I just finished a quick read of this post about Warren Buffett’s early investments. The gist of the post seems to be that Buffett, early in his investing career, didn’t just buy cigar butts as everyone seems to think, rather his largest investments tended to be quality companies acquired at reasonable prices. I don’t really know whether I agree with this thesis as there doesn’t seem to be enough information in the post to back it up; he cites a couple of early investments while focusing primarily on Buffett’s investment in Western Insurance. What really struck me about the post was not the thesis but that Buffett was able to purchase his position in Western Insurance at 1.3x earnings. Yep, that’s right Buffett purchased his investment at less than 2x normalized earnings. OK. So my takeaway from the post was not about what Buffett did or didn’t do early in his career but THAT HE WAS ABLE TO PURCHASE SHARES IN A PROFITABLE COMPANY FOR LESS THAN 2X NORMALIZED EARNINGS! Doesn’t that kind of stock valuation seem rather incongruous with valuations in today’s market? It does to me! In fact, by comparison it makes today’s equity markets look like we are in super bubble territory. We don’t have to argue about whether the normalized Shiller PE is or is not above the long term average to determine whether today’s markets are at or above long term levels. Can you name any shares on the NYSE or NASDAQ that are trading at a PE or FCF multiple of 5, let alone 1.3? If you can, please send those names along to me (and only me as I don’t want the rest of the universe competing with me to when I purchase a gazillion dollars worth!!)
So you may be asking why, then, am I still holding any equities in my portfolio. Shouldn’t I be 100% in cash or, even better, 100% short? The problem there is the age-old issue of timing. While I think the market is in super bubble territory, there is no reason it can’t reach super, super bubble territory or even super, super, super bubble territory before a crash. I think I finally learned my lesson last year when I took a small position in S&P 500 puts…. and lost it all as the market steadily climbed higher. There really is no reason for an investor to speculate on the direction of the market. However, that doesn’t prohibit an investor from holding cash if nothing really mouthwatering seems to be available. So today I’m about 1/3 in cash and 2/3 in equities that I think are still either significantly undervalued or have somewhat of a negative correlation to the market. Let’s review. My biggest two positions are AIG (about 1/4 of the portfolio after the recent reduction) and BAC warrants, both companies significantly undervalued by Mr. Market in my view. Then there is Steel Partners (SPLP), a holding company trading at a discount to NAV, where many of the listed companies it holds positions in are, themselves, trading at a discount to intrinsic value; so two levels of discounts. On the non-correlated side I have investments in some commodities that have fared poorly recently, gold (Novagold), agricultural commodities, iron ore and gold (Altius Minerals) and forestry products (Resolute Forest Products and Fortress Paper). I also have a position in MFC Industrial, a company with exposure to metals and oil and gas (which, however, I will be selling shortly), a video game developer that is a net/net (Gravity Ltd.), a small position in RadioShack (made even smaller by the decline in share price over the past 2 years), and finally a short-term spinoff trade (Oil States International). I plan on liquidating the MFC Industrial and the Oil States International positions in the coming weeks to increase my cash hoard even further. The rest of the less correlated positions (NG, ATUSF, RFP, FTPLF, GRVY and RSH) I view more as options than pure equity plays; each has considerable upside but can waste to nothing if conditions remain as they are today.

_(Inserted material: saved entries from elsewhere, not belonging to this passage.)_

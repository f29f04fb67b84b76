use std::fmt;

/// A coarse category every outward-facing error can be bucketed into.
///
/// Mirrors the shape of a gRPC/HTTP status bridge, even though none of the
/// crates in this workspace open a socket: call sites still need a stable
/// way to decide "is this retryable", "is this the client's fault", and so
/// on, without matching on every concrete error enum.
#[derive(Debug, Clone, Copy, PartialEq, Eq)]
pub enum ErrorCategory {
    /// The request itself was malformed or violated a documented contract.
    BadRequest,
    /// A resource named by the request does not exist or is not ready.
    NotFound,
    /// The callee is temporarily unable to serve the request; retry later.
    Unavailable,
    /// The callee shed load; retry with backoff.
    RateLimited,
    /// The request did not complete before its deadline.
    DeadlineExceeded,
    /// The request was cancelled by the caller or an ancestor task.
    Cancelled,
    /// Some shards/segments contributed, some did not.
    Partial,
    /// Anything else: a bug, or a failure with no more specific category.
    Internal,
}

impl fmt::Display for ErrorCategory {
    fn fmt(&self, f: &mut fmt::Formatter<'_>) -> fmt::Result {
        let s = match self {
            ErrorCategory::BadRequest => "bad_request",
            ErrorCategory::NotFound => "not_found",
            ErrorCategory::Unavailable => "unavailable",
            ErrorCategory::RateLimited => "rate_limited",
            ErrorCategory::DeadlineExceeded => "deadline_exceeded",
            ErrorCategory::Cancelled => "cancelled",
            ErrorCategory::Partial => "partial",
            ErrorCategory::Internal => "internal",
        };
        f.write_str(s)
    }
}

/// Implemented by every error type that crosses a service boundary
/// (searcher <-> broker <-> client) so the caller can classify failures
/// uniformly regardless of which component raised them.
pub trait ServiceError: std::error::Error {
    fn category(&self) -> ErrorCategory;

    /// Whether retrying the same request against the same target is
    /// expected to help. Cancellation and bad requests are never retryable.
    fn is_retryable(&self) -> bool {
        matches!(
            self.category(),
            ErrorCategory::Unavailable | ErrorCategory::RateLimited
        )
    }
}

impl ServiceError for std::convert::Infallible {
    fn category(&self) -> ErrorCategory {
        unreachable!("Infallible has no values")
    }
}
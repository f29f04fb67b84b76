//! An in-memory stand-in for the external segmented-index library (§6.3).
//! Exists only to let `lattice-search`'s tests build the scenarios in §8 of
//! the design notes without a real index: every method below does a plain
//! linear scan, which is fine for the handful of documents a unit or
//! scenario test constructs and would be a poor choice for anything else.

use std::collections::{HashMap, HashSet};
use std::ops::Bound;
use std::sync::Arc;

use crate::reader::{
    BinaryDocValues, DocIdStream, IndexReader, NumericDocValues, ReaderError, SegmentReader,
    SortedSetDocValues, StoredFieldsReader,
};
use crate::value::FieldValue;

#[derive(Debug, Clone)]
pub struct FakeDoc {
    pub primary_key: String,
    pub fields: HashMap<String, FieldValue>,
}

impl FakeDoc {
    pub fn new(primary_key: impl Into<String>, fields: HashMap<String, FieldValue>) -> Self {
        Self {
            primary_key: primary_key.into(),
            fields,
        }
    }
}

fn field_value_strings(value: &FieldValue) -> Vec<String> {
    match value {
        FieldValue::String(s) => vec![s.clone()],
        FieldValue::List(items) => items.iter().filter_map(|v| v.as_str()).map(String::from).collect(),
        _ => Vec::new(),
    }
}

fn term_matches(value: &FieldValue, term: &FieldValue) -> bool {
    match value {
        FieldValue::List(items) => items.iter().any(|item| item == term),
        other => other == term,
    }
}

/// One segment's worth of fake documents. The primary-key-uniqueness
/// invariant (§3) is asserted at construction time so fixtures can't
/// accidentally violate what the rest of the system assumes.
pub struct InMemorySegment {
    docs: Vec<FakeDoc>,
}

impl InMemorySegment {
    pub fn new(docs: Vec<FakeDoc>) -> Self {
        let mut seen = HashSet::new();
        for doc in &docs {
            assert!(
                seen.insert(doc.primary_key.clone()),
                "duplicate primary key {} within one segment violates the per-shard uniqueness invariant",
                doc.primary_key
            );
        }
        Self { docs }
    }
}

struct InMemorySortedSet {
    dictionary: Vec<String>,
    per_doc: Vec<Vec<u32>>,
}

impl SortedSetDocValues for InMemorySortedSet {
    fn ordinals(&self, doc_id: u32) -> Vec<u32> {
        self.per_doc.get(doc_id as usize).cloned().unwrap_or_default()
    }

    fn value_for_ordinal(&self, ord: u32) -> Option<&str> {
        self.dictionary.get(ord as usize).map(|s| s.as_str())
    }
}

struct InMemoryNumeric {
    values: Vec<Option<f64>>,
}

impl NumericDocValues for InMemoryNumeric {
    fn get(&self, doc_id: u32) -> Option<f64> {
        self.values.get(doc_id as usize).copied().flatten()
    }
}

struct InMemoryBinary {
    values: Vec<Option<Vec<u8>>>,
}

impl BinaryDocValues for InMemoryBinary {
    fn get(&self, doc_id: u32) -> Option<&[u8]> {
        self.values.get(doc_id as usize).and_then(|v| v.as_deref())
    }
}

impl StoredFieldsReader for InMemorySegment {
    fn document(
        &self,
        leaf_doc_id: u32,
        fields: &HashSet<String>,
    ) -> Result<HashMap<String, FieldValue>, ReaderError> {
        let doc = self
            .docs
            .get(leaf_doc_id as usize)
            .ok_or_else(|| ReaderError::Io(format!("doc id {leaf_doc_id} out of range")))?;
        Ok(doc
            .fields
            .iter()
            .filter(|(k, _)| fields.contains(*k))
            .map(|(k, v)| (k.clone(), v.clone()))
            .collect())
    }
}

impl SegmentReader for InMemorySegment {
    fn num_docs(&self) -> u32 {
        self.docs.len() as u32
    }

    fn postings(&self, field: &str, term: &FieldValue) -> Result<DocIdStream<'_>, ReaderError> {
        let matches: Vec<u32> = self
            .docs
            .iter()
            .enumerate()
            .filter(|(_, doc)| {
                if field == "_primary_key" {
                    return doc.primary_key == term.as_str().unwrap_or_default();
                }
                doc.fields
                    .get(field)
                    .map(|v| term_matches(v, term))
                    .unwrap_or(false)
            })
            .map(|(i, _)| i as u32)
            .collect();
        Ok(Box::new(matches.into_iter()))
    }

    fn terms_enum(&self, field: &str) -> Result<Box<dyn Iterator<Item = String> + '_>, ReaderError> {
        let mut seen = HashSet::new();
        let mut terms = Vec::new();
        for doc in &self.docs {
            if let Some(value) = doc.fields.get(field) {
                for s in field_value_strings(value) {
                    if seen.insert(s.clone()) {
                        terms.push(s);
                    }
                }
            }
        }
        Ok(Box::new(terms.into_iter()))
    }

    fn range_stream(
        &self,
        field: &str,
        lo: Bound<FieldValue>,
        hi: Bound<FieldValue>,
    ) -> Result<DocIdStream<'_>, ReaderError> {
        let satisfies = |value: f64| -> bool {
            let lo_ok = match &lo {
                Bound::Included(v) => value >= v.as_f64().unwrap_or(f64::NEG_INFINITY),
                Bound::Excluded(v) => value > v.as_f64().unwrap_or(f64::NEG_INFINITY),
                Bound::Unbounded => true,
            };
            let hi_ok = match &hi {
                Bound::Included(v) => value <= v.as_f64().unwrap_or(f64::INFINITY),
                Bound::Excluded(v) => value < v.as_f64().unwrap_or(f64::INFINITY),
                Bound::Unbounded => true,
            };
            lo_ok && hi_ok
        };
        let matches: Vec<u32> = self
            .docs
            .iter()
            .enumerate()
            .filter(|(_, doc)| {
                doc.fields
                    .get(field)
                    .and_then(|v| v.as_f64())
                    .map(satisfies)
                    .unwrap_or(false)
            })
            .map(|(i, _)| i as u32)
            .collect();
        Ok(Box::new(matches.into_iter()))
    }

    fn geo_stream(
        &self,
        field: &str,
        center: (f64, f64),
        radius_meters: f64,
    ) -> Result<DocIdStream<'_>, ReaderError> {
        const EARTH_RADIUS_METERS: f64 = 6_371_000.0;
        let haversine = |a: (f64, f64), b: (f64, f64)| -> f64 {
            let (lat1, lon1) = (a.0.to_radians(), a.1.to_radians());
            let (lat2, lon2) = (b.0.to_radians(), b.1.to_radians());
            let d_lat = lat2 - lat1;
            let d_lon = lon2 - lon1;
            let h = (d_lat / 2.0).sin().powi(2)
                + lat1.cos() * lat2.cos() * (d_lon / 2.0).sin().powi(2);
            2.0 * EARTH_RADIUS_METERS * h.sqrt().asin()
        };
        let matches: Vec<u32> = self
            .docs
            .iter()
            .enumerate()
            .filter(|(_, doc)| {
                doc.fields
                    .get(field)
                    .and_then(|v| v.as_geo_point())
                    .map(|p| haversine(center, p) <= radius_meters)
                    .unwrap_or(false)
            })
            .map(|(i, _)| i as u32)
            .collect();
        Ok(Box::new(matches.into_iter()))
    }

    fn vector_top_k(
        &self,
        field: &str,
        target: &[f32],
        k: usize,
        prefilter: Option<&[u32]>,
    ) -> Result<Vec<(u32, f32)>, ReaderError> {
        let allowed: Option<HashSet<u32>> = prefilter.map(|p| p.iter().copied().collect());
        let mut scored: Vec<(u32, f32)> = self
            .docs
            .iter()
            .enumerate()
            .filter(|(i, _)| allowed.as_ref().map(|a| a.contains(&(*i as u32))).unwrap_or(true))
            .filter_map(|(i, doc)| {
                let v = doc.fields.get(field)?.as_vector()?;
                if v.len() != target.len() {
                    return None;
                }
                let dot: f32 = v.iter().zip(target).map(|(a, b)| a * b).sum();
                let norm_a: f32 = v.iter().map(|a| a * a).sum::<f32>().sqrt();
                let norm_b: f32 = target.iter().map(|b| b * b).sum::<f32>().sqrt();
                let cosine = if norm_a > 0.0 && norm_b > 0.0 {
                    dot / (norm_a * norm_b)
                } else {
                    0.0
                };
                Some((i as u32, cosine))
            })
            .collect();
        scored.sort_by(|a, b| b.1.partial_cmp(&a.1).unwrap_or(std::cmp::Ordering::Equal));
        scored.truncate(k);
        Ok(scored)
    }

    fn sorted_set_doc_values(&self, field: &str) -> Result<Box<dyn SortedSetDocValues + '_>, ReaderError> {
        let mut dictionary: Vec<String> = Vec::new();
        let mut per_doc: Vec<Vec<u32>> = Vec::with_capacity(self.docs.len());
        for doc in &self.docs {
            let mut ords = Vec::new();
            if let Some(value) = doc.fields.get(field) {
                for s in field_value_strings(value) {
                    let ord = match dictionary.iter().position(|d| d == &s) {
                        Some(i) => i as u32,
                        None => {
                            dictionary.push(s);
                            (dictionary.len() - 1) as u32
                        }
                    };
                    ords.push(ord);
                }
            }
            per_doc.push(ords);
        }
        Ok(Box::new(InMemorySortedSet { dictionary, per_doc }))
    }

    fn numeric_doc_values(&self, field: &str) -> Result<Box<dyn NumericDocValues + '_>, ReaderError> {
        let values = self.docs.iter().map(|doc| doc.fields.get(field).and_then(|v| v.as_f64())).collect();
        Ok(Box::new(InMemoryNumeric { values }))
    }

    fn binary_doc_values(&self, field: &str) -> Result<Box<dyn BinaryDocValues + '_>, ReaderError> {
        let values = self
            .docs
            .iter()
            .map(|doc| doc.fields.get(field).and_then(|v| v.as_str()).map(|s| s.as_bytes().to_vec()))
            .collect();
        Ok(Box::new(InMemoryBinary { values }))
    }

    fn stored_fields(&self) -> &dyn StoredFieldsReader {
        self
    }

    fn primary_key(&self, leaf_doc_id: u32) -> Option<&str> {
        self.docs.get(leaf_doc_id as usize).map(|d| d.primary_key.as_str())
    }
}

/// A shard's worth of fake segments, with cumulative global-doc-id bases
/// precomputed the way a real `IndexReader` would.
pub struct InMemoryIndexReader {
    leaves: Vec<Arc<dyn SegmentReader>>,
    bases: Vec<u64>,
}

impl InMemoryIndexReader {
    pub fn new(segments: Vec<InMemorySegment>) -> Self {
        let mut bases = Vec::with_capacity(segments.len());
        let mut running = 0u64;
        for segment in &segments {
            bases.push(running);
            running += segment.num_docs() as u64;
        }
        let leaves = segments
            .into_iter()
            .map(|s| Arc::new(s) as Arc<dyn SegmentReader>)
            .collect();
        Self { leaves, bases }
    }
}

impl IndexReader for InMemoryIndexReader {
    fn leaves(&self) -> &[Arc<dyn SegmentReader>] {
        &self.leaves
    }

    fn base_of(&self, leaf_ord: u32) -> u64 {
        self.bases[leaf_ord as usize]
    }
}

I know that a portfolio structured like mine will do nothing if the market levitates higher. That’s just the price I’ll have to pay to sleep peacefully at night.
I recently came across a company about to file for dissolution and liquidation, Gleacher & Company. Until a little over a year ago it was a broker dealer with fixed income trading and investment banking operations. I presume, without doing all the homework involved, it began to run out of capital after losses during the 2008/9 financial crisis. In any case, last year at the end of May the old management, including both the operating management and a majority of the Board of Directors, stepped down or was replaced. A chief restructuring officer was brought in from Capstone Advisors and, after a period of reviewing strategic alternatives including acquisitions, a business combination, the sale of the company or liquidation, new management concluded that liquidation was in the best interest of shareholders. A proposal to liquidated the business was approved by the Board in March of this year and a vote was scheduled for the May Annual Meeting, where it was overwhelmingly approved. The dissolution certificate will be filed at the end of June and the company’s shares likely delisted thereafter.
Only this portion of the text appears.